» **The task**
Wherever a line in the records below contains "PartialEq", copy that line.

----

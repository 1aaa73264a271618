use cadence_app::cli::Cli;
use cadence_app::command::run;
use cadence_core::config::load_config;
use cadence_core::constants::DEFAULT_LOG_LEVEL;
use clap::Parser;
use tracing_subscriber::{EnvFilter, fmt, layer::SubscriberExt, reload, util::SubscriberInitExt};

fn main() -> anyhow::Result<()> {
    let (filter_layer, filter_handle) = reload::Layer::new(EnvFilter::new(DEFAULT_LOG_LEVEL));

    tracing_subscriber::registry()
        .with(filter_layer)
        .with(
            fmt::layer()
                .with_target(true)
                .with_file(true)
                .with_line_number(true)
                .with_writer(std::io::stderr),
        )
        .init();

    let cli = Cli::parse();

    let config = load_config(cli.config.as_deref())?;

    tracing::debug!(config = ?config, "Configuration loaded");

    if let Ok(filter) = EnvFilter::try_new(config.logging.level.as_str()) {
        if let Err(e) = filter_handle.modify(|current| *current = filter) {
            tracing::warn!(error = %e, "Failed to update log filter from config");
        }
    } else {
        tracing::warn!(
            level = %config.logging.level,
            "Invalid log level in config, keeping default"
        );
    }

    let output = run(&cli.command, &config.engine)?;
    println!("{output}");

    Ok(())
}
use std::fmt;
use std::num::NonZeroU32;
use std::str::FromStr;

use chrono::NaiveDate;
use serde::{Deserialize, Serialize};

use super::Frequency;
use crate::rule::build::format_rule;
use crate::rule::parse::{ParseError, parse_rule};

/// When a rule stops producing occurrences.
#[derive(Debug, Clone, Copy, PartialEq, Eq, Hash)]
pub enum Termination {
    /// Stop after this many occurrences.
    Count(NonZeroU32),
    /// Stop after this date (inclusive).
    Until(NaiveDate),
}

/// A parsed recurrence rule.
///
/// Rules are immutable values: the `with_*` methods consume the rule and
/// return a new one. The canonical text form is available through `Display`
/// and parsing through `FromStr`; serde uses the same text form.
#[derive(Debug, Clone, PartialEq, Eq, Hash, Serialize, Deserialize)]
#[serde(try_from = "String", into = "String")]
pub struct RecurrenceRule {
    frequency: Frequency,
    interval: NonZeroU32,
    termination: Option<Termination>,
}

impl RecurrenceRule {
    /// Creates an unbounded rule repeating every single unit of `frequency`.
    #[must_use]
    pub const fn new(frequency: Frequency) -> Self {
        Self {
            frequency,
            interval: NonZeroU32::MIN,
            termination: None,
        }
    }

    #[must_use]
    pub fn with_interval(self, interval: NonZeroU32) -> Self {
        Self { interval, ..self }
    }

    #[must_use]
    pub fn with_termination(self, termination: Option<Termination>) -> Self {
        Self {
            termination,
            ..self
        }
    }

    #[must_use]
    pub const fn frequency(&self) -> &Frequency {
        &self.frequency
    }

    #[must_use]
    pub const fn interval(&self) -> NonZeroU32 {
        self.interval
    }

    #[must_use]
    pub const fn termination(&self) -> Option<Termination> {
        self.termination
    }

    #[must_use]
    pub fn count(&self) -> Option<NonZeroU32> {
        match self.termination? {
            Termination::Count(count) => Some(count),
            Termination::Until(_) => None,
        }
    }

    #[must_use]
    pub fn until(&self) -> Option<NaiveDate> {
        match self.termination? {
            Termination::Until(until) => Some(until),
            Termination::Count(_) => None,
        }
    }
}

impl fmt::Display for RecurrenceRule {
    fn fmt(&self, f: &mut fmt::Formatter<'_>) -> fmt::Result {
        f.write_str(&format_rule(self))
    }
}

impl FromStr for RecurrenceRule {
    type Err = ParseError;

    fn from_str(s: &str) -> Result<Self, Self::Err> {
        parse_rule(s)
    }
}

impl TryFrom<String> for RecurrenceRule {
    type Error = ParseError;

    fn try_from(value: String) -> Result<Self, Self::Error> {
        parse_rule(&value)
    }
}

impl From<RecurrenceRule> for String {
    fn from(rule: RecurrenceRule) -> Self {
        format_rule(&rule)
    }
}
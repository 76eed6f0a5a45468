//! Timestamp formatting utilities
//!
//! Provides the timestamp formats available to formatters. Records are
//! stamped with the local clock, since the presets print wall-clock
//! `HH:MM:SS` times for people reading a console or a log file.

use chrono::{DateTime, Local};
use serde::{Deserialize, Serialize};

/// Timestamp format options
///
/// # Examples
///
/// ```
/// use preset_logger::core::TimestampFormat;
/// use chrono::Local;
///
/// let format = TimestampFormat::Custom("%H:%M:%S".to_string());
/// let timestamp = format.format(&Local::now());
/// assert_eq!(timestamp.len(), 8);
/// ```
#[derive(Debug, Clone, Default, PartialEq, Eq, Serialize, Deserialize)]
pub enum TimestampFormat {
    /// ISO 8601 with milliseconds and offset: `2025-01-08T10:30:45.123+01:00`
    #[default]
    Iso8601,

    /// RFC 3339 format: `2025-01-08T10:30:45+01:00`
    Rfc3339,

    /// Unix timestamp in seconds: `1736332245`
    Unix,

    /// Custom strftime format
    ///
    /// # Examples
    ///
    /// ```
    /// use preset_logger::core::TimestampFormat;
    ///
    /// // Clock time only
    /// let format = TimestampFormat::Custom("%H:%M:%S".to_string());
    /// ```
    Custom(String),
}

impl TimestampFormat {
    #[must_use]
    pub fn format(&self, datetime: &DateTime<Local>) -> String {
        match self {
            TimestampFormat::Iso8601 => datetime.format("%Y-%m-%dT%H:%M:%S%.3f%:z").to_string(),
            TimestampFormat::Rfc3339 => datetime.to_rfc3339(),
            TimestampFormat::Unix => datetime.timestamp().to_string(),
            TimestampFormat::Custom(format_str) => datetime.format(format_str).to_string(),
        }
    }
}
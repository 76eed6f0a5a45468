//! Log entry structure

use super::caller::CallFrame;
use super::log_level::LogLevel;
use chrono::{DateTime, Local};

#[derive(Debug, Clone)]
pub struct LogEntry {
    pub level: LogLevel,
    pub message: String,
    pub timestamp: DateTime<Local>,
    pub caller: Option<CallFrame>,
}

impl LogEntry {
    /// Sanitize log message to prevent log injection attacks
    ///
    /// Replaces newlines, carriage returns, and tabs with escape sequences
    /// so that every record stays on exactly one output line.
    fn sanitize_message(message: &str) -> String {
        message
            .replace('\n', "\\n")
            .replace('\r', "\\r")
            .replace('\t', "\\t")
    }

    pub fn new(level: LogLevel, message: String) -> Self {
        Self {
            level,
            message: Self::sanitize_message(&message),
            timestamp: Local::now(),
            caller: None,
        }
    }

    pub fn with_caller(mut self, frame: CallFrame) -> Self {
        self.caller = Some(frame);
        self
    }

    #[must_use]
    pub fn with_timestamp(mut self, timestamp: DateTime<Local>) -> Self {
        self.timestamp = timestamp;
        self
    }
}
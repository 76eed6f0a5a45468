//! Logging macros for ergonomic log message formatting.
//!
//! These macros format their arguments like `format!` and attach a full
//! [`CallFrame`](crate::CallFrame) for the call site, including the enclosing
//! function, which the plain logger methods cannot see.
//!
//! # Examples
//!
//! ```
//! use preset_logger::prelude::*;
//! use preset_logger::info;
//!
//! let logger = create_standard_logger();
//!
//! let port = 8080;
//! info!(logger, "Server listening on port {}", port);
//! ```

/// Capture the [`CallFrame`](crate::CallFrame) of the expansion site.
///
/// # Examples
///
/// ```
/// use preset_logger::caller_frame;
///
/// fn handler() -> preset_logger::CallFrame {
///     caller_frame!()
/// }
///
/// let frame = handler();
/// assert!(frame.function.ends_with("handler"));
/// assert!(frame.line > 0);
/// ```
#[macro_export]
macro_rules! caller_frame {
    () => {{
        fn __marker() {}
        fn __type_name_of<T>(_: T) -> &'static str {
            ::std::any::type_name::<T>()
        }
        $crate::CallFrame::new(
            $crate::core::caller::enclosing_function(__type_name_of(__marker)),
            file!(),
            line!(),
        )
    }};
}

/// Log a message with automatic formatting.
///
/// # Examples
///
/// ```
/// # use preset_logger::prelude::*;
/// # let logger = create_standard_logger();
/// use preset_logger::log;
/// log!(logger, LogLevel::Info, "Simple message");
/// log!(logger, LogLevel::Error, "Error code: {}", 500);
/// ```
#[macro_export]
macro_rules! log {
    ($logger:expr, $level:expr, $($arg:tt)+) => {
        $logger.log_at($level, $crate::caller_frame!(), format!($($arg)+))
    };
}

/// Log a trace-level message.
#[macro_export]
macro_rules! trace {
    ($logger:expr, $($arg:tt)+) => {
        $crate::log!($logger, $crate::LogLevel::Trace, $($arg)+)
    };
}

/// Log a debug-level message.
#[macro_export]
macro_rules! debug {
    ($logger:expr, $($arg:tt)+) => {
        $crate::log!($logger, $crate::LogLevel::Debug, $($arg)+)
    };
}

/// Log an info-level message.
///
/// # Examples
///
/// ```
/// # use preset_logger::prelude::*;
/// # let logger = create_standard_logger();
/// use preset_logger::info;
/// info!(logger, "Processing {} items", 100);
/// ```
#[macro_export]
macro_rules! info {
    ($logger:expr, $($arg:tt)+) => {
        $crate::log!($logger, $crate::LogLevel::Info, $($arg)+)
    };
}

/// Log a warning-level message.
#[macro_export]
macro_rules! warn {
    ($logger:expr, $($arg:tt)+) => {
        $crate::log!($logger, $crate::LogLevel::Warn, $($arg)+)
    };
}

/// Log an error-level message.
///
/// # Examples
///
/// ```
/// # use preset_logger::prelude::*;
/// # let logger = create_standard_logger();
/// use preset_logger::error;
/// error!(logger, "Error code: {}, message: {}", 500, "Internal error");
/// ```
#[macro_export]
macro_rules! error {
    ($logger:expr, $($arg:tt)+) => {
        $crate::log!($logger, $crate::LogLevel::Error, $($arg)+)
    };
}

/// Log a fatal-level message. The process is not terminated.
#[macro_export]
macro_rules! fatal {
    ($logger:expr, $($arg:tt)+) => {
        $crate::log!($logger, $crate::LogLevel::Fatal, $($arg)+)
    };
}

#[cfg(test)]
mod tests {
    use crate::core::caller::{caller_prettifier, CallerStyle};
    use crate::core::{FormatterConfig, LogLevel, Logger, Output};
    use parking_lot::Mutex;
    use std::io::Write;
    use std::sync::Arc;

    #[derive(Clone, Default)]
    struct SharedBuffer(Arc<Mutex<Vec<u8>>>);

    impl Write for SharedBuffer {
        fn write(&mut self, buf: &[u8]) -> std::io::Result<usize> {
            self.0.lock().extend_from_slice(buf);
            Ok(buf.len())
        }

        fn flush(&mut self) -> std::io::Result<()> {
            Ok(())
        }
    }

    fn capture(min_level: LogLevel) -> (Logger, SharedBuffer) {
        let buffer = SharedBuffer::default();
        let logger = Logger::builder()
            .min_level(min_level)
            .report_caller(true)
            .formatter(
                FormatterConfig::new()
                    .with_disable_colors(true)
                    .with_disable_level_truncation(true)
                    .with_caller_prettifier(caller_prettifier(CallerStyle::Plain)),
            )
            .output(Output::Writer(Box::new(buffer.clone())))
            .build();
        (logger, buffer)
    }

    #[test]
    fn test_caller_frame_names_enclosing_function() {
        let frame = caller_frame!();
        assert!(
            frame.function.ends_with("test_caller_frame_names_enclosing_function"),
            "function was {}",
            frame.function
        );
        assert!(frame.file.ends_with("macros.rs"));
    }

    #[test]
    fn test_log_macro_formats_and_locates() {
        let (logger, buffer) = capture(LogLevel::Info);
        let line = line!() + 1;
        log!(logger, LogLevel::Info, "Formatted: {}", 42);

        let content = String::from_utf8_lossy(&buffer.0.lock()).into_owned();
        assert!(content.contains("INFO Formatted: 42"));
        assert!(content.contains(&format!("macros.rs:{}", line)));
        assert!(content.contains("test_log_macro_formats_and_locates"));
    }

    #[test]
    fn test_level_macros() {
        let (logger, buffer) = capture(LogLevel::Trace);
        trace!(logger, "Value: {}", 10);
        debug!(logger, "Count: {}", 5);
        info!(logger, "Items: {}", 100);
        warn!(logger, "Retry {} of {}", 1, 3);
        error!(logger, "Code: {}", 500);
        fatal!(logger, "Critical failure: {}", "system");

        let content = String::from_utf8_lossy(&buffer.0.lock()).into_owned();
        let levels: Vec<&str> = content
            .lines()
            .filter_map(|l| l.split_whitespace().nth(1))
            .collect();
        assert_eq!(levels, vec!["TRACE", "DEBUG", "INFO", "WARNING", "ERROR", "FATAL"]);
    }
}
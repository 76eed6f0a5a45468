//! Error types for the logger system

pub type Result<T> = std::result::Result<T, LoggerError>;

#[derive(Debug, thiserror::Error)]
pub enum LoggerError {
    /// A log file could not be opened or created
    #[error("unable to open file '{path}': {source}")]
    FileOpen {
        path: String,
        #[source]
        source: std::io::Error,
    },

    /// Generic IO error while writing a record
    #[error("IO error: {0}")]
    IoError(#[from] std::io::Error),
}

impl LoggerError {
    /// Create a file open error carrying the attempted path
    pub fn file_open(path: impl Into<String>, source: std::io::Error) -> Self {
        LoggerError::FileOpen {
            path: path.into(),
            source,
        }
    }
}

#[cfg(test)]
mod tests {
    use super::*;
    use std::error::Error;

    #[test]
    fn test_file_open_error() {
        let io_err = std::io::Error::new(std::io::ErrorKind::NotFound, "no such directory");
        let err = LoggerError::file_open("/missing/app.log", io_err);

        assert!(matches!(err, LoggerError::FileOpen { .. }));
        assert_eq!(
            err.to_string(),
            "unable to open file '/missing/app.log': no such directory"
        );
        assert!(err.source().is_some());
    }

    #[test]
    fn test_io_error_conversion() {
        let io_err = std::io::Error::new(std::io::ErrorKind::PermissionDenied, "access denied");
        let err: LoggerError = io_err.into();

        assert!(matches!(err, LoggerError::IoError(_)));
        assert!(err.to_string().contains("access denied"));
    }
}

----

» **Solved problem**
#[derive(Debug, Clone, Copy, PartialEq, Eq, Hash)]
#[derive(Debug, Clone, PartialEq, Eq, Hash, Serialize, Deserialize)]
#[derive(Debug, Clone, Default, PartialEq, Eq, Serialize, Deserialize)]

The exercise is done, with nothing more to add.